> [Data to examine]:
Content starts

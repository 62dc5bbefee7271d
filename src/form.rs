//! The symbolic data model: monomials built from basis functions, transforms, coefficients and
//! determinants, and forms as sums of monomials.
use crate::element::Element;
use crate::error::FormError;
use crate::index::{Index, IndexKind};
use itertools::Itertools;
use rustc_hash::FxHashMap;
use serde::{Deserialize, Serialize};
use std::fmt;
use std::fmt::{Display, Formatter};

/// The side of an interior facet on which a quantity is evaluated.
#[derive(Debug, Copy, Clone, PartialEq, Eq, PartialOrd, Ord, Hash, Serialize, Deserialize)]
pub enum Restriction {
    Unrestricted,
    Plus,
    Minus,
    /// The quantity is the same on both sides of the facet.
    Constant,
}

impl Default for Restriction {
    fn default() -> Self {
        Self::Unrestricted
    }
}

impl Display for Restriction {
    fn fmt(&self, f: &mut Formatter<'_>) -> fmt::Result {
        match self {
            Self::Unrestricted => Ok(()),
            Self::Plus => write!(f, "(+)"),
            Self::Minus => write!(f, "(-)"),
            Self::Constant => write!(f, "(0)"),
        }
    }
}

#[derive(Debug, Copy, Clone, PartialEq, Eq, PartialOrd, Ord, Hash, Serialize, Deserialize)]
pub enum DomainType {
    Cell,
    ExteriorFacet,
    InteriorFacet,
}

/// The measure a monomial is integrated against.
#[derive(Debug, Copy, Clone, PartialEq, Eq, PartialOrd, Ord, Hash, Serialize, Deserialize)]
pub struct Integral {
    pub domain: DomainType,
    /// The number of facets of the cell, for facet integrals. Zero for cell integrals.
    pub num_facets: usize,
}

impl Integral {
    pub fn cell() -> Self {
        Self {
            domain: DomainType::Cell,
            num_facets: 0,
        }
    }

    pub fn exterior_facet(num_facets: usize) -> Self {
        Self {
            domain: DomainType::ExteriorFacet,
            num_facets,
        }
    }

    pub fn interior_facet(num_facets: usize) -> Self {
        Self {
            domain: DomainType::InteriorFacet,
            num_facets,
        }
    }
}

impl Display for Integral {
    fn fmt(&self, f: &mut Formatter<'_>) -> fmt::Result {
        match self.domain {
            DomainType::Cell => write!(f, "dx"),
            DomainType::ExteriorFacet => write!(f, "ds"),
            DomainType::InteriorFacet => write!(f, "dS"),
        }
    }
}

/// Differentiation of a basis function in the reference direction given by `index`.
#[derive(Debug, Clone, PartialEq, Eq, Hash, Serialize)]
pub struct Derivative {
    pub element: Element,
    pub index: Index,
}

#[derive(Debug, Clone, PartialEq, Eq, Hash, Serialize)]
pub struct BasisFunction {
    pub element: Element,
    /// The argument slot: primary for test/trial functions, secondary or auxiliary for
    /// functions that are summed over.
    pub index: Index,
    /// One index per axis of the value shape of the element.
    pub components: Vec<Index>,
    pub restriction: Restriction,
    pub derivatives: Vec<Derivative>,
}

impl BasisFunction {
    pub fn new(element: &Element, index: Index) -> Self {
        Self {
            element: element.clone(),
            index,
            components: Vec::new(),
            restriction: Restriction::Unrestricted,
            derivatives: Vec::new(),
        }
    }

    /// Creates an argument of the form, with a fresh primary index ranging over the basis of
    /// the element.
    pub fn argument(element: &Element, id: usize) -> Self {
        Self::new(element, Index::primary(id, 0..element.space_dimension()))
    }

    pub fn with_component(mut self, component: impl Into<Index>) -> Self {
        self.components.push(component.into());
        self
    }

    pub fn restricted(mut self, restriction: Restriction) -> Self {
        self.restriction = restriction;
        self
    }

    /// All indices of the basis function: argument, components, then derivatives.
    pub fn indices(&self) -> impl Iterator<Item = &Index> {
        std::iter::once(&self.index)
            .chain(&self.components)
            .chain(self.derivatives.iter().map(|d| &d.index))
    }

    pub fn indices_mut(&mut self) -> impl Iterator<Item = &mut Index> {
        std::iter::once(&mut self.index)
            .chain(&mut self.components)
            .chain(self.derivatives.iter_mut().map(|d| &mut d.index))
    }
}

impl Display for BasisFunction {
    fn fmt(&self, f: &mut Formatter<'_>) -> fmt::Result {
        for derivative in &self.derivatives {
            write!(f, "(d/dX_{})", derivative.index)?;
        }
        let name = if self.index.is_kind(IndexKind::Primary) { "v" } else { "w" };
        write!(f, "{name}[{}]_{}", self.element.id(), self.index)?;
        if !self.components.is_empty() {
            write!(f, "[{}]", self.components.iter().join(", "))?;
        }
        write!(f, "{}", self.restriction)
    }
}

#[derive(Debug, Copy, Clone, PartialEq, Eq, PartialOrd, Ord, Hash, Serialize, Deserialize)]
pub enum TransformKind {
    /// The Jacobian `dx_{index1} / dX_{index0}`.
    J,
    /// The inverse Jacobian `dX_{index0} / dx_{index1}`.
    JInv,
}

/// A factor of the coordinate pullback.
#[derive(Debug, Clone, PartialEq, Eq, Hash, Serialize)]
pub struct Transform {
    pub kind: TransformKind,
    pub index0: Index,
    pub index1: Index,
    pub restriction: Restriction,
}

impl Transform {
    pub fn new(kind: TransformKind, index0: Index, index1: Index, restriction: Restriction) -> Self {
        Self {
            kind,
            index0,
            index1,
            restriction,
        }
    }
}

impl Display for Transform {
    fn fmt(&self, f: &mut Formatter<'_>) -> fmt::Result {
        match self.kind {
            TransformKind::J => write!(f, "(dx_{}/dX_{})", self.index1, self.index0)?,
            TransformKind::JInv => write!(f, "(dX_{}/dx_{})", self.index0, self.index1)?,
        }
        write!(f, "{}", self.restriction)
    }
}

/// A power of the Jacobian determinant.
#[derive(Debug, Copy, Clone, PartialEq, Eq, Hash, Serialize, Deserialize)]
pub struct Determinant {
    pub power: i32,
    pub restriction: Restriction,
}

impl Determinant {
    pub fn new(power: i32, restriction: Restriction) -> Self {
        Self { power, restriction }
    }

    /// Multiplies two determinants.
    ///
    /// Determinants combine if they have the same restriction or if either of them is
    /// constant across the facet, in which case the product takes the other restriction.
    /// Returns `None` for incompatible restrictions.
    pub fn multiply(&self, other: &Determinant) -> Option<Determinant> {
        let restriction = match (self.restriction, other.restriction) {
            (a, b) if a == b => a,
            (Restriction::Constant, b) => b,
            (a, Restriction::Constant) => a,
            _ => return None,
        };
        Some(Determinant::new(self.power + other.power, restriction))
    }
}

impl Display for Determinant {
    fn fmt(&self, f: &mut Formatter<'_>) -> fmt::Result {
        write!(f, "det{}^{}", self.restriction, self.power)
    }
}

/// The contribution of a given (non-argument) function.
#[derive(Debug, Clone, PartialEq, Eq, Hash, Serialize)]
pub struct Coefficient {
    pub n0: usize,
    pub n1: usize,
    pub index: Index,
}

impl Display for Coefficient {
    fn fmt(&self, f: &mut Formatter<'_>) -> fmt::Result {
        write!(f, "c{}_{}[{}]", self.n0, self.n1, self.index)
    }
}

/// One product term of a multilinear form.
#[derive(Debug, Clone, PartialEq, Serialize)]
pub struct Monomial {
    pub constant: f64,
    pub basis_functions: Vec<BasisFunction>,
    pub transforms: Vec<Transform>,
    pub coefficients: Vec<Coefficient>,
    pub determinants: Vec<Determinant>,
    pub integral: Integral,
}

impl Monomial {
    pub fn new(integral: Integral) -> Self {
        Self {
            constant: 1.0,
            basis_functions: Vec::new(),
            transforms: Vec::new(),
            coefficients: Vec::new(),
            determinants: Vec::new(),
            integral,
        }
    }

    /// All indices of the monomial in canonical order: for each basis function its argument,
    /// components and derivatives, then both indices of each transform, then the coefficient
    /// indices.
    pub fn indices(&self) -> Vec<&Index> {
        let mut indices: Vec<&Index> = Vec::new();
        for basis_function in &self.basis_functions {
            indices.extend(basis_function.indices());
        }
        for transform in &self.transforms {
            indices.push(&transform.index0);
            indices.push(&transform.index1);
        }
        indices.extend(self.coefficients.iter().map(|c| &c.index));
        indices
    }

    /// Mutable access to all indices, in the same order as [`Monomial::indices`].
    pub fn indices_mut(&mut self) -> Vec<&mut Index> {
        let mut indices: Vec<&mut Index> = Vec::new();
        for basis_function in &mut self.basis_functions {
            indices.extend(basis_function.indices_mut());
        }
        for transform in &mut self.transforms {
            indices.push(&mut transform.index0);
            indices.push(&mut transform.index1);
        }
        indices.extend(self.coefficients.iter_mut().map(|c| &mut c.index));
        indices
    }

    /// The number of leading entries of [`Monomial::indices`] that belong to basis functions.
    pub fn num_basis_function_indices(&self) -> usize {
        self.basis_functions
            .iter()
            .map(|v| 1 + v.components.len() + v.derivatives.len())
            .sum()
    }

    /// The largest id of any index of the given kind.
    pub fn max_index(&self, kind: IndexKind) -> Option<usize> {
        self.indices()
            .into_iter()
            .filter(|index| index.is_kind(kind))
            .map(Index::value)
            .max()
    }

    /// Whether the monomials agree in everything but their indices and constants.
    ///
    /// If they do, [`Monomial::indices`] of both monomials line up position by position.
    pub fn same_structure(&self, other: &Monomial) -> bool {
        let same_basis_functions = self.basis_functions.len() == other.basis_functions.len()
            && self
                .basis_functions
                .iter()
                .zip(&other.basis_functions)
                .all(|(v, w)| {
                    v.element == w.element
                        && v.restriction == w.restriction
                        && v.components.len() == w.components.len()
                        && v.derivatives.len() == w.derivatives.len()
                        && v.derivatives
                            .iter()
                            .zip(&w.derivatives)
                            .all(|(d, e)| d.element == e.element)
                });
        let same_transforms = self.transforms.len() == other.transforms.len()
            && self
                .transforms
                .iter()
                .zip(&other.transforms)
                .all(|(s, t)| s.kind == t.kind && s.restriction == t.restriction);
        let same_coefficients = self.coefficients.len() == other.coefficients.len()
            && self
                .coefficients
                .iter()
                .zip(&other.coefficients)
                .all(|(c, d)| c.n0 == d.n0 && c.n1 == d.n1);

        self.integral == other.integral
            && self.determinants == other.determinants
            && same_basis_functions
            && same_transforms
            && same_coefficients
    }

    /// Structural equality disregarding the numeric constant.
    pub fn eq_ignoring_constant(&self, other: &Monomial) -> bool {
        self.integral == other.integral
            && self.basis_functions == other.basis_functions
            && self.transforms == other.transforms
            && self.coefficients == other.coefficients
            && self.determinants == other.determinants
    }

    /// Verifies that every non-fixed index occurs once (free) or twice (summed), and that all
    /// occurrences of an index carry the same range.
    pub fn check_index_balance(&self) -> Result<(), FormError> {
        let mut occurrences: FxHashMap<(IndexKind, usize), Vec<&Index>> = FxHashMap::default();
        for index in self.indices().into_iter().filter(|index| !index.is_fixed()) {
            occurrences
                .entry((index.kind(), index.value()))
                .or_default()
                .push(index);
        }

        for occurrence in occurrences.values().sorted_by_key(|o| (o[0].kind(), o[0].value())) {
            let index = occurrence[0];
            if occurrence.len() > 2 {
                return Err(FormError::invariant(format!(
                    "index {index} occurs {} times in a monomial",
                    occurrence.len()
                ))
                .with_context(self));
            }
            if occurrence.iter().any(|other| other.range() != index.range()) {
                return Err(
                    FormError::invariant(format!("index {index} occurs with different ranges")).with_context(self),
                );
            }
        }
        Ok(())
    }
}

impl Display for Monomial {
    fn fmt(&self, f: &mut Formatter<'_>) -> fmt::Result {
        write!(f, "{}", self.constant)?;
        for determinant in &self.determinants {
            write!(f, " * {determinant}")?;
        }
        for coefficient in &self.coefficients {
            write!(f, " * {coefficient}")?;
        }
        for transform in &self.transforms {
            write!(f, " * {transform}")?;
        }
        for basis_function in &self.basis_functions {
            write!(f, " * {basis_function}")?;
        }
        write!(f, " * {}", self.integral)
    }
}

/// A sum of monomials.
#[derive(Debug, Clone, Default, PartialEq, Serialize)]
pub struct Form {
    monomials: Vec<Monomial>,
}

impl Form {
    pub fn new(monomials: Vec<Monomial>) -> Self {
        Self { monomials }
    }

    pub fn monomials(&self) -> &[Monomial] {
        &self.monomials
    }

    pub fn monomials_mut(&mut self) -> &mut [Monomial] {
        &mut self.monomials
    }

    pub fn into_monomials(self) -> Vec<Monomial> {
        self.monomials
    }

    /// Replaces the monomials of the form, returning the previous ones.
    pub fn replace_monomials(&mut self, monomials: Vec<Monomial>) -> Vec<Monomial> {
        std::mem::replace(&mut self.monomials, monomials)
    }

    pub fn push(&mut self, monomial: Monomial) {
        self.monomials.push(monomial);
    }

    pub fn len(&self) -> usize {
        self.monomials.len()
    }

    pub fn is_empty(&self) -> bool {
        self.monomials.is_empty()
    }

    /// The number of arguments of the form, i.e. one plus the largest primary index id.
    pub fn rank(&self) -> usize {
        self.monomials
            .iter()
            .filter_map(|m| m.max_index(IndexKind::Primary))
            .max()
            .map_or(0, |max| max + 1)
    }

    /// The distinct integrals of the form, in order of first occurrence.
    pub fn integrals(&self) -> Vec<Integral> {
        self.monomials.iter().map(|m| m.integral).unique().collect()
    }

    pub fn check_index_balance(&self) -> Result<(), FormError> {
        for (position, monomial) in self.monomials.iter().enumerate() {
            monomial
                .check_index_balance()
                .map_err(|err| err.with_context(format!("monomial {position} of the form")))?;
        }
        Ok(())
    }
}

impl Display for Form {
    fn fmt(&self, f: &mut Formatter<'_>) -> fmt::Result {
        if self.monomials.is_empty() {
            return write!(f, "0");
        }
        write!(f, "{}", self.monomials.iter().join(" + "))
    }
}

Content ends

> [Work to be completed]: Pull every line with "components" from the records.

> [Problem solution]:
    pub components: Vec<Index>,
            components: Vec::new(),
        self.components.push(component.into());
    /// All indices of the basis function: argument, components, then derivatives.
            .chain(&self.components)
            .chain(&mut self.components)
        if !self.components.is_empty() {
            write!(f, "[{}]", self.components.iter().join(", "))?;
    /// components and derivatives, then both indices of each transform, then the coefficient
            .map(|v| 1 + v.components.len() + v.derivatives.len())
                        && v.components.len() == w.components.len()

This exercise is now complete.